■ **DATA SHOWN**:

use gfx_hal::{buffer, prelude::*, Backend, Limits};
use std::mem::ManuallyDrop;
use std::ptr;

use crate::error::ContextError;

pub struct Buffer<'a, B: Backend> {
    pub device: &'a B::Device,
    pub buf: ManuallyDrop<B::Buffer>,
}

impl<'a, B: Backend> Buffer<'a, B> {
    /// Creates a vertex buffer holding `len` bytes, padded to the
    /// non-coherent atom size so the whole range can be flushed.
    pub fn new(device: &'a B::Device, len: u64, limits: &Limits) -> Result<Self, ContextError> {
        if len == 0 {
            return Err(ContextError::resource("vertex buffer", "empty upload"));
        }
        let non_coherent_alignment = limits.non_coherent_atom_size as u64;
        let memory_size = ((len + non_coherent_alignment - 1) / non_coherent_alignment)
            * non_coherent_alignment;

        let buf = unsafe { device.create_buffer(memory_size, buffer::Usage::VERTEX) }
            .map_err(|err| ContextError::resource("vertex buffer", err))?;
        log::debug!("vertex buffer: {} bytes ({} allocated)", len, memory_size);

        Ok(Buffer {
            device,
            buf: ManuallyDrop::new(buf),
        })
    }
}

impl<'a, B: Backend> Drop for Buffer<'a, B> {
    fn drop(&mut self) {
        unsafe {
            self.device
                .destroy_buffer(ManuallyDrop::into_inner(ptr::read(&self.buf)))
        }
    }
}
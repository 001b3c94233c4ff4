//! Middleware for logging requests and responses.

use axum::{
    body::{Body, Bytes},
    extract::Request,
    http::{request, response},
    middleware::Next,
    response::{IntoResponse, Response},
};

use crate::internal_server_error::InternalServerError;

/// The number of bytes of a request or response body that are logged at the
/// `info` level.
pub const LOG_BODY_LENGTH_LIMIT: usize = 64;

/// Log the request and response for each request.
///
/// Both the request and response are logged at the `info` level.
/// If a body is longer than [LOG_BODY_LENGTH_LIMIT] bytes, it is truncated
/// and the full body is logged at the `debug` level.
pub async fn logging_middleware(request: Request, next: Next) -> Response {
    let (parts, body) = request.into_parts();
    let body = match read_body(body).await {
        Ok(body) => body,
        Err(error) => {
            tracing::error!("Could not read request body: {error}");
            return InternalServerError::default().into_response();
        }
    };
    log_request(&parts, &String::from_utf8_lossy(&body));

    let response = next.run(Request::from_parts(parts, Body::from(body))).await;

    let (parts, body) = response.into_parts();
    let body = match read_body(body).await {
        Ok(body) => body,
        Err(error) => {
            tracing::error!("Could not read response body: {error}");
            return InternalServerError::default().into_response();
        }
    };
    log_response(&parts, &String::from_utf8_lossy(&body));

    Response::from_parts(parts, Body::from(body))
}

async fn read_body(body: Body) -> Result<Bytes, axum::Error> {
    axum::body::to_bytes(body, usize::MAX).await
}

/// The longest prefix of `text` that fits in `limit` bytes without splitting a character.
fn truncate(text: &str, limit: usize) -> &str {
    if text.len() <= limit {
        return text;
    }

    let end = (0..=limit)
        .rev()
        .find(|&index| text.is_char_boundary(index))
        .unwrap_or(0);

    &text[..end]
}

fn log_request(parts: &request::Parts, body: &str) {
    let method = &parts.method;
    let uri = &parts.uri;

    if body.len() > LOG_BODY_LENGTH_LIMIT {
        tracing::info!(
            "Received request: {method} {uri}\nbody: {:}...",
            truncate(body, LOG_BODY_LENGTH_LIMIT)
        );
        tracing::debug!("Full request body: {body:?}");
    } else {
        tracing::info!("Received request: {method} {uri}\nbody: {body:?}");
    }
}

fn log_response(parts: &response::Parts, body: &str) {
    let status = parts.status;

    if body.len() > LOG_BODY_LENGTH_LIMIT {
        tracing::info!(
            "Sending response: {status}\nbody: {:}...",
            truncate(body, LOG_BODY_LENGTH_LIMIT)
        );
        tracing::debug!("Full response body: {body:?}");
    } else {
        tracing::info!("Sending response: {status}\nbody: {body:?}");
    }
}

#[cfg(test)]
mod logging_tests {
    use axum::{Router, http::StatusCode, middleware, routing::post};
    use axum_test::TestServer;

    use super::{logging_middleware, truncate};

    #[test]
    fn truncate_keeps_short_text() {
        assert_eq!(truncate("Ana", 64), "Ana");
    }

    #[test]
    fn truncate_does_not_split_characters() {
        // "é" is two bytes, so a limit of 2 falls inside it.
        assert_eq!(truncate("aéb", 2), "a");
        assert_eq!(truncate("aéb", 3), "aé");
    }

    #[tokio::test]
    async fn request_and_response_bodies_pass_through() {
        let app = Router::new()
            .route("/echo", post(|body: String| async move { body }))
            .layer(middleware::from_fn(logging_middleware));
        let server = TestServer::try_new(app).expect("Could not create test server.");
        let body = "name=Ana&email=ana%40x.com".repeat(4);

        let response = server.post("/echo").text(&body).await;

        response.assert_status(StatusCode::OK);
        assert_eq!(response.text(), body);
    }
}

■ **WHAT THE TASK ASKS**: Word for word, copy out all of the data shown above.

■ **TASK SOLUTION**:
use gfx_hal::{buffer, prelude::*, Backend, Limits};
use std::mem::ManuallyDrop;
use std::ptr;

use crate::error::ContextError;

pub struct Buffer<'a, B: Backend> {
    pub device: &'a B::Device,
    pub buf: ManuallyDrop<B::Buffer>,
}

impl<'a, B: Backend> Buffer<'a, B> {
    /// Creates a vertex buffer holding `len` bytes, padded to the
    /// non-coherent atom size so the whole range can be flushed.
    pub fn new(device: &'a B::Device, len: u64, limits: &Limits) -> Result<Self, ContextError> {
        if len == 0 {
            return Err(ContextError::resource("vertex buffer", "empty upload"));
        }
        let non_coherent_alignment = limits.non_coherent_atom_size as u64;
        let memory_size = ((len + non_coherent_alignment - 1) / non_coherent_alignment)
            * non_coherent_alignment;

        let buf = unsafe { device.create_buffer(memory_size, buffer::Usage::VERTEX) }
            .map_err(|err| ContextError::resource("vertex buffer", err))?;
        log::debug!("vertex buffer: {} bytes ({} allocated)", len, memory_size);

        Ok(Buffer {
            device,
            buf: ManuallyDrop::new(buf),
        })
    }
}

impl<'a, B: Backend> Drop for Buffer<'a, B> {
    fn drop(&mut self) {
        unsafe {
            self.device
                .destroy_buffer(ManuallyDrop::into_inner(ptr::read(&self.buf)))
        }
    }
}
repository 001b3c94233c4ff4
//! Middleware for logging requests and responses.

use axum::{
    body::{Body, Bytes},
    extract::Request,
    http::{request, response},
    middleware::Next,
    response::{IntoResponse, Response},
};

use crate::internal_server_error::InternalServerError;

/// The number of bytes of a request or response body that are logged at the
/// `info` level.
pub const LOG_BODY_LENGTH_LIMIT: usize = 64;

/// Log the request and response for each request.
///
/// Both the request and response are logged at the `info` level.
/// If a body is longer than [LOG_BODY_LENGTH_LIMIT] bytes, it is truncated
/// and the full body is logged at the `debug` level.
pub async fn logging_middleware(request: Request, next: Next) -> Response {
    let (parts, body) = request.into_parts();
    let body = match read_body(body).await {
        Ok(body) => body,
        Err(error) => {
            tracing::error!("Could not read request body: {error}");
            return InternalServerError::default().into_response();
        }
    };
    log_request(&parts, &String::from_utf8_lossy(&body));

    let response = next.run(Request::from_parts(parts, Body::from(body))).await;

    let (parts, body) = response.into_parts();
    let body = match read_body(body).await {
        Ok(body) => body,
        Err(error) => {
            tracing::error!("Could not read response body: {error}");
            return InternalServerError::default().into_response();
        }
    };
    log_response(&parts, &String::from_utf8_lossy(&body));

    Response::from_parts(parts, Body::from(body))
}

async fn read_body(body: Body) -> Result<Bytes, axum::Error> {
    axum::body::to_bytes(body, usize::MAX).await
}

/// The longest prefix of `text` that fits in `limit` bytes without splitting a character.
fn truncate(text: &str, limit: usize) -> &str {
    if text.len() <= limit {
        return text;
    }

    let end = (0..=limit)
        .rev()
        .find(|&index| text.is_char_boundary(index))
        .unwrap_or(0);

    &text[..end]
}

fn log_request(parts: &request::Parts, body: &str) {
    let method = &parts.method;
    let uri = &parts.uri;

    if body.len() > LOG_BODY_LENGTH_LIMIT {
        tracing::info!(
            "Received request: {method} {uri}\nbody: {:}...",
            truncate(body, LOG_BODY_LENGTH_LIMIT)
        );
        tracing::debug!("Full request body: {body:?}");
    } else {
        tracing::info!("Received request: {method} {uri}\nbody: {body:?}");
    }
}

fn log_response(parts: &response::Parts, body: &str) {
    let status = parts.status;

    if body.len() > LOG_BODY_LENGTH_LIMIT {
        tracing::info!(
            "Sending response: {status}\nbody: {:}...",
            truncate(body, LOG_BODY_LENGTH_LIMIT)
        );
        tracing::debug!("Full response body: {body:?}");
    } else {
        tracing::info!("Sending response: {status}\nbody: {body:?}");
    }
}

#[cfg(test)]
mod logging_tests {
    use axum::{Router, http::StatusCode, middleware, routing::post};
    use axum_test::TestServer;

    use super::{logging_middleware, truncate};

    #[test]
    fn truncate_keeps_short_text() {
        assert_eq!(truncate("Ana", 64), "Ana");
    }

    #[test]
    fn truncate_does_not_split_characters() {
        // "é" is two bytes, so a limit of 2 falls inside it.
        assert_eq!(truncate("aéb", 2), "a");
        assert_eq!(truncate("aéb", 3), "aé");
    }

    #[tokio::test]
    async fn request_and_response_bodies_pass_through() {
        let app = Router::new()
            .route("/echo", post(|body: String| async move { body }))
            .layer(middleware::from_fn(logging_middleware));
        let server = TestServer::try_new(app).expect("Could not create test server.");
        let body = "name=Ana&email=ana%40x.com".repeat(4);

        let response = server.post("/echo").text(&body).await;

        response.assert_status(StatusCode::OK);
        assert_eq!(response.text(), body);
    }
}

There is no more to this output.